Caching in RapidMiner using Old World Computing's Jackhammer Extension: Cache Dependencies
Using Macros to Set Cache Dependencies
Recap
The previous two tutorials on using the caching functions of the Jackhammer Extension demonstrated the basic features of the Cache operator and how to integrate it into your processes. For this, we constructed
the scenario that you as the company’s data scientist are tasked with making the data sent by the new wind turbine available to your coworkers. After constructing a basic process, we went into the more advanced functions
like setting data validity periods in our second tutorial, at the end of which we ran into a problem: if the first employee checking the wind turbine data does so at 10 am, but on the next day, an
employee checks it at 8.30 am, i.e. before the 24 hours have passed, the data will not be renewed, even though theoretically, the turbine has already got new data. How to solve
this issue will be the topic of this tutorial. We will use cache dependencies to set our cache to reload as soon as it is the next day.
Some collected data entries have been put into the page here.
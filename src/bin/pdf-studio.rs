//! PDF Studio CLI tool
//!
//! Runs each PDF operation on local files, or serves them all over HTTP.

use std::fs;
use std::io::Write;
use std::net::IpAddr;
use std::path::{Path, PathBuf};
use std::process;

use anyhow::{bail, Context};
use clap::{Args, Parser, Subcommand};
use glob::glob;
use tracing_subscriber::EnvFilter;

use pdf_studio::color::Rgb;
use pdf_studio::config::{ServiceConfig, DEFAULT_MAX_UPLOAD_BYTES};
use pdf_studio::convert::tools::DEFAULT_DPI;
use pdf_studio::convert::{Artifact, TargetFormat};
use pdf_studio::layout::Placement;
use pdf_studio::ops::{self, EncryptOptions, RotateOptions, WatermarkOptions};
use pdf_studio::pdf::{extract_metadata, FontBook};
use pdf_studio::server::Server;
use pdf_studio::session::SessionRoot;

/// PDF Studio - Split, merge, rotate, protect, watermark and edit PDFs
#[derive(Parser)]
#[command(name = "pdf-studio")]
#[command(author, version, about, long_about = None)]
#[command(after_help = "EXAMPLES:
    # Keep pages 1-3 and 5
    pdf-studio split report.pdf --pages 1-3,5 -o excerpt.pdf

    # Merge numbered PDFs in order
    pdf-studio merge \"[0-9]*.pdf\" -o handout.pdf

    # Tile a diagonal DRAFT stamp over every page
    pdf-studio watermark report.pdf --text DRAFT --position tile --rotation 45 -o draft.pdf

    # Start the local service on the first free port from 3000
    pdf-studio serve")]
struct Cli {
    /// Directory with *-Regular / *-Bold .ttf or .otf fonts (default: Helvetica)
    #[arg(long, global = true, env = "PDF_STUDIO_FONTS_DIR")]
    fonts_dir: Option<PathBuf>,

    #[command(subcommand)]
    command: Commands,
}

#[derive(Subcommand)]
enum Commands {
    /// Extract pages into a new PDF
    Split {
        /// Input PDF file
        input: PathBuf,

        /// Pages to keep, e.g. "1-3,5,7-9" or "all"
        #[arg(short, long)]
        pages: String,

        /// Output PDF file path
        #[arg(short, long)]
        output: PathBuf,
    },

    /// Merge multiple PDF files into one
    Merge {
        /// Input PDF files (in order). Supports glob patterns like "*.pdf"
        #[arg(required = true)]
        inputs: Vec<String>,

        /// Output PDF file path
        #[arg(short, long)]
        output: PathBuf,
    },

    /// Rotate pages clockwise
    Rotate {
        /// Input PDF file
        input: PathBuf,

        /// Pages to rotate, e.g. "1-2" or "all"
        #[arg(short, long, default_value = "all")]
        pages: String,

        /// Degrees: 90, 180 or 270
        #[arg(short, long, default_value_t = 90)]
        angle: i64,

        /// Leave out the pages that are not rotated
        #[arg(long)]
        drop_unspecified: bool,

        /// Output PDF file path
        #[arg(short, long)]
        output: PathBuf,
    },

    /// Stamp a text or image watermark
    Watermark {
        /// Input PDF file
        input: PathBuf,

        #[command(flatten)]
        stamp: StampArgs,

        /// Output PDF file path
        #[arg(short, long)]
        output: PathBuf,
    },

    /// Draw text, signatures and checkboxes from a JSON element list
    Edit {
        /// Input PDF file
        input: PathBuf,

        /// JSON file holding the element array
        #[arg(short, long)]
        elements: PathBuf,

        /// Output PDF file path
        #[arg(short, long)]
        output: PathBuf,
    },

    /// Protect a PDF with a password
    Encrypt {
        /// Input PDF file
        input: PathBuf,

        #[arg(long, env = "PDF_STUDIO_PASSWORD", hide_env_values = true)]
        password: String,

        /// Forbid printing
        #[arg(long)]
        no_printing: bool,

        /// Forbid adding annotations
        #[arg(long)]
        no_commenting: bool,

        /// Output PDF file path
        #[arg(short, long)]
        output: PathBuf,
    },

    /// Remove password protection
    Decrypt {
        /// Input PDF file
        input: PathBuf,

        #[arg(long, env = "PDF_STUDIO_PASSWORD", hide_env_values = true)]
        password: String,

        /// Output PDF file path
        #[arg(short, long)]
        output: PathBuf,
    },

    /// Convert a PDF to docx/png/jpg, or text and images to PDF
    Convert {
        /// Input files; several only when converting images to PDF
        #[arg(required = true)]
        inputs: Vec<PathBuf>,

        /// Target format: pdf, docx, png or jpg
        #[arg(short, long)]
        to: String,

        /// Output file path (default: the generated name next to the input)
        #[arg(short, long)]
        output: Option<PathBuf>,

        #[arg(long, env = "PDF_STUDIO_PDFTOPPM", default_value = "pdftoppm")]
        pdftoppm: PathBuf,

        #[arg(long, env = "PDF_STUDIO_SOFFICE")]
        soffice: Option<PathBuf>,

        /// Raster resolution for png/jpg
        #[arg(long, default_value_t = DEFAULT_DPI)]
        dpi: u32,
    },

    /// Show information about a PDF file
    Info {
        /// PDF file to inspect
        input: PathBuf,
    },

    /// Run the local HTTP service
    Serve {
        #[arg(long, env = "PDF_STUDIO_HOST", default_value = "127.0.0.1")]
        host: IpAddr,

        /// 0 finds the first free port from 3000
        #[arg(long, env = "PDF_STUDIO_PORT", default_value_t = 0)]
        port: u16,

        /// Parent of per-request working directories
        #[arg(long, env = "PDF_STUDIO_TEMP_ROOT")]
        temp_root: Option<PathBuf>,

        #[arg(long, env = "PDF_STUDIO_MAX_UPLOAD_BYTES", default_value_t = DEFAULT_MAX_UPLOAD_BYTES)]
        max_upload_bytes: usize,

        #[arg(long, env = "PDF_STUDIO_PDFTOPPM", default_value = "pdftoppm")]
        pdftoppm: PathBuf,

        #[arg(long, env = "PDF_STUDIO_SOFFICE")]
        soffice: Option<PathBuf>,

        #[arg(long, env = "PDF_STUDIO_RASTER_DPI", default_value_t = DEFAULT_DPI)]
        dpi: u32,
    },
}

#[derive(Args)]
struct StampArgs {
    /// Watermark text (use \n for line breaks)
    #[arg(long, conflicts_with = "image", required_unless_present = "image")]
    text: Option<String>,

    /// PNG or JPEG watermark image
    #[arg(long)]
    image: Option<PathBuf>,

    /// 0.0 to 1.0
    #[arg(long, default_value_t = 0.5)]
    opacity: f32,

    /// Degrees counter-clockwise
    #[arg(long, default_value_t = 0.0)]
    rotation: f32,

    /// center, top-left, top-right, bottom-left, bottom-right or tile
    #[arg(long, default_value = "center")]
    position: Placement,

    #[arg(long, default_value_t = 40.0)]
    font_size: f32,

    /// #RRGGBB
    #[arg(long, default_value = "#000000")]
    font_color: Rgb,

    #[arg(long)]
    bold: bool,

    /// Pages to stamp, e.g. "1-3" or "all"
    #[arg(short, long, default_value = "all")]
    pages: String,
}

fn main() {
    let cli = Cli::parse();
    init_logging();

    if let Err(e) = run(cli) {
        eprintln!("Error: {:#}", e);
        process::exit(1);
    }
}

/// Logs go to stderr; stdout carries the PORT= handshake
fn init_logging() {
    let filter = EnvFilter::try_from_default_env()
        .unwrap_or_else(|_| EnvFilter::new("pdf_studio=info,tower_http=info"));
    tracing_subscriber::fmt()
        .with_env_filter(filter)
        .with_writer(std::io::stderr)
        .init();
}

fn run(cli: Cli) -> anyhow::Result<()> {
    let fonts_dir = cli.fonts_dir;
    let fonts = || match &fonts_dir {
        Some(dir) => FontBook::from_dir(dir),
        None => FontBook::standard(),
    };

    match cli.command {
        Commands::Split { input, pages, output } => {
            let bytes = read_input(&input)?;
            write_output(&output, &ops::split(&bytes, &pages)?)
        }
        Commands::Merge { inputs, output } => cmd_merge(inputs, output),
        Commands::Rotate {
            input,
            pages,
            angle,
            drop_unspecified,
            output,
        } => {
            let options = RotateOptions {
                pages,
                angle,
                include_unspecified: !drop_unspecified,
            };
            let bytes = read_input(&input)?;
            write_output(&output, &ops::rotate(&bytes, &options)?)
        }
        Commands::Watermark { input, stamp, output } => {
            let options = stamp.into_options()?;
            let bytes = read_input(&input)?;
            write_output(&output, &ops::add_watermark(&bytes, &options, &fonts())?)
        }
        Commands::Edit {
            input,
            elements,
            output,
        } => {
            let json = fs::read_to_string(&elements)
                .with_context(|| format!("Cannot read elements file {}", elements.display()))?;
            let bytes = read_input(&input)?;
            write_output(&output, &ops::edit(&bytes, &json, &fonts())?)
        }
        Commands::Encrypt {
            input,
            password,
            no_printing,
            no_commenting,
            output,
        } => {
            let options = EncryptOptions {
                password,
                allow_printing: !no_printing,
                allow_commenting: !no_commenting,
            };
            let bytes = read_input(&input)?;
            write_output(&output, &ops::encrypt(&bytes, &options)?)
        }
        Commands::Decrypt {
            input,
            password,
            output,
        } => {
            let bytes = read_input(&input)?;
            write_output(&output, &ops::decrypt(&bytes, &password)?)
        }
        Commands::Convert {
            inputs,
            to,
            output,
            pdftoppm,
            soffice,
            dpi,
        } => {
            let mut config = ServiceConfig {
                pdftoppm,
                raster_dpi: dpi,
                ..ServiceConfig::default()
            };
            if let Some(soffice) = soffice {
                config.soffice = soffice;
            }
            cmd_convert(&config, &fonts(), inputs, &to, output)
        }
        Commands::Info { input } => cmd_info(&input),
        Commands::Serve {
            host,
            port,
            temp_root,
            max_upload_bytes,
            pdftoppm,
            soffice,
            dpi,
        } => {
            let mut config = ServiceConfig {
                host,
                port,
                fonts_dir: fonts_dir.clone(),
                max_upload_bytes,
                pdftoppm,
                raster_dpi: dpi,
                ..ServiceConfig::default()
            };
            if let Some(temp_root) = temp_root {
                config.temp_root = temp_root;
            }
            if let Some(soffice) = soffice {
                config.soffice = soffice;
            }
            cmd_serve(config)
        }
    }
}

impl StampArgs {
    fn into_options(self) -> anyhow::Result<WatermarkOptions> {
        let mut options = match (self.text, self.image) {
            (Some(text), _) => WatermarkOptions::text(text.replace("\\n", "\n")),
            (None, Some(path)) => WatermarkOptions::image(read_input(&path)?),
            (None, None) => bail!("Either --text or --image is required"),
        };
        options.opacity = self.opacity;
        options.rotation = self.rotation;
        options.position = self.position;
        options.font_size = self.font_size;
        options.font_color = self.font_color;
        options.bold = self.bold;
        options.pages = self.pages;
        Ok(options)
    }
}

fn read_input(path: &Path) -> anyhow::Result<Vec<u8>> {
    if !path.exists() {
        bail!("Input file not found: {}", path.display());
    }
    fs::read(path).with_context(|| format!("Cannot read {}", path.display()))
}

fn write_output(path: &Path, bytes: &[u8]) -> anyhow::Result<()> {
    fs::write(path, bytes).with_context(|| format!("Cannot write {}", path.display()))?;
    eprintln!("Output: {}", path.display());
    Ok(())
}

/// Expand glob patterns in input paths
fn expand_globs(patterns: Vec<String>) -> anyhow::Result<Vec<PathBuf>> {
    let mut paths = Vec::new();

    for pattern in patterns {
        // Check if pattern contains glob characters
        if pattern.contains('*') || pattern.contains('?') || pattern.contains('[') {
            let mut matched = false;
            for entry in glob(&pattern)? {
                match entry {
                    Ok(path) => {
                        paths.push(path);
                        matched = true;
                    }
                    Err(e) => eprintln!("Warning: glob error for {}: {}", pattern, e),
                }
            }
            if !matched {
                bail!("No files matched pattern: {}", pattern);
            }
        } else {
            paths.push(PathBuf::from(pattern));
        }
    }

    // Sort paths for consistent ordering
    paths.sort();

    Ok(paths)
}

fn cmd_merge(inputs: Vec<String>, output: PathBuf) -> anyhow::Result<()> {
    let inputs = expand_globs(inputs)?;

    eprintln!("Merging {} PDF files...", inputs.len());
    let contents = inputs
        .iter()
        .map(|path| read_input(path))
        .collect::<anyhow::Result<Vec<_>>>()?;

    write_output(&output, &ops::merge(&contents)?)
}

fn cmd_convert(
    config: &ServiceConfig,
    fonts: &FontBook,
    inputs: Vec<PathBuf>,
    to: &str,
    output: Option<PathBuf>,
) -> anyhow::Result<()> {
    let Some(first) = inputs.first().cloned() else {
        bail!("No input files");
    };

    let artifact: Artifact = if to.trim().eq_ignore_ascii_case("pdf") {
        let files = inputs
            .iter()
            .map(|path| Ok((display_name(path), read_input(path)?)))
            .collect::<anyhow::Result<Vec<_>>>()?;
        ops::convert_to_pdf(&files, fonts)?
    } else {
        if inputs.len() > 1 {
            bail!("Only one PDF can be converted at a time");
        }
        let target: TargetFormat = to.parse()?;
        let bytes = read_input(&first)?;
        let session = SessionRoot::new(&config.temp_root)?.acquire()?;
        let artifact = ops::convert_from_pdf(&config.converters(), &session, &display_name(&first), &bytes, target)?;
        session.close()?;
        artifact
    };

    let output = output.unwrap_or_else(|| first.with_file_name(&artifact.name));
    write_output(&output, &artifact.bytes)
}

fn display_name(path: &Path) -> String {
    path.file_name()
        .map(|name| name.to_string_lossy().into_owned())
        .unwrap_or_default()
}

fn cmd_info(input: &Path) -> anyhow::Result<()> {
    let metadata = extract_metadata(&read_input(input)?)?;

    println!("File: {}", input.display());
    println!("Version: {}", metadata.version);
    println!("Pages: {}", metadata.page_count);
    println!("Encrypted: {}", if metadata.encrypted { "yes" } else { "no" });

    if let Some(title) = metadata.title {
        println!("Title: {}", title);
    }
    if let Some(author) = metadata.author {
        println!("Author: {}", author);
    }

    Ok(())
}

fn cmd_serve(config: ServiceConfig) -> anyhow::Result<()> {
    let server = Server::bind(&config).context("Cannot start server")?;
    let port = server.local_addr()?.port();

    // The desktop shell reads this line to learn where to connect
    let mut stdout = std::io::stdout().lock();
    writeln!(stdout, "PORT={port}")?;
    stdout.flush()?;
    drop(stdout);

    let runtime = tokio::runtime::Runtime::new().context("Cannot start async runtime")?;
    runtime.block_on(server.run())?;
    Ok(())
}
For this, we will be using macros.
Step 1
Open your caching process in RapidMiner and add the Generate Macros operator to it. It is important that the macro operator is executed before the cache. To ensure this, place it in front of the cache operator and make a connection from the right output port of the macro to the left input port of the cache operator. This way, the order is fixed and you can be sure the cache receives the macro. Also note that macros do work without connections, we are only doing this to determine the execution order.
Step 2
In the parameter settings of the Generate Macro operator, click on Edit List and enter what is shown in the screenshot below:
This will cause the operator to generate a macro containing the current date. Click apply.
Step 3
Move to the Cache operator and find the parameter for cache dependencies. Click on the button “Edit Enumeration”:
Step 4
In the window that is now opening, simply enter the name of your macro, in this case “date” and hit “OK”.
Now you are all done – it is as simple as that! As soon as the macro changes, the cache will be cleared and load the new data.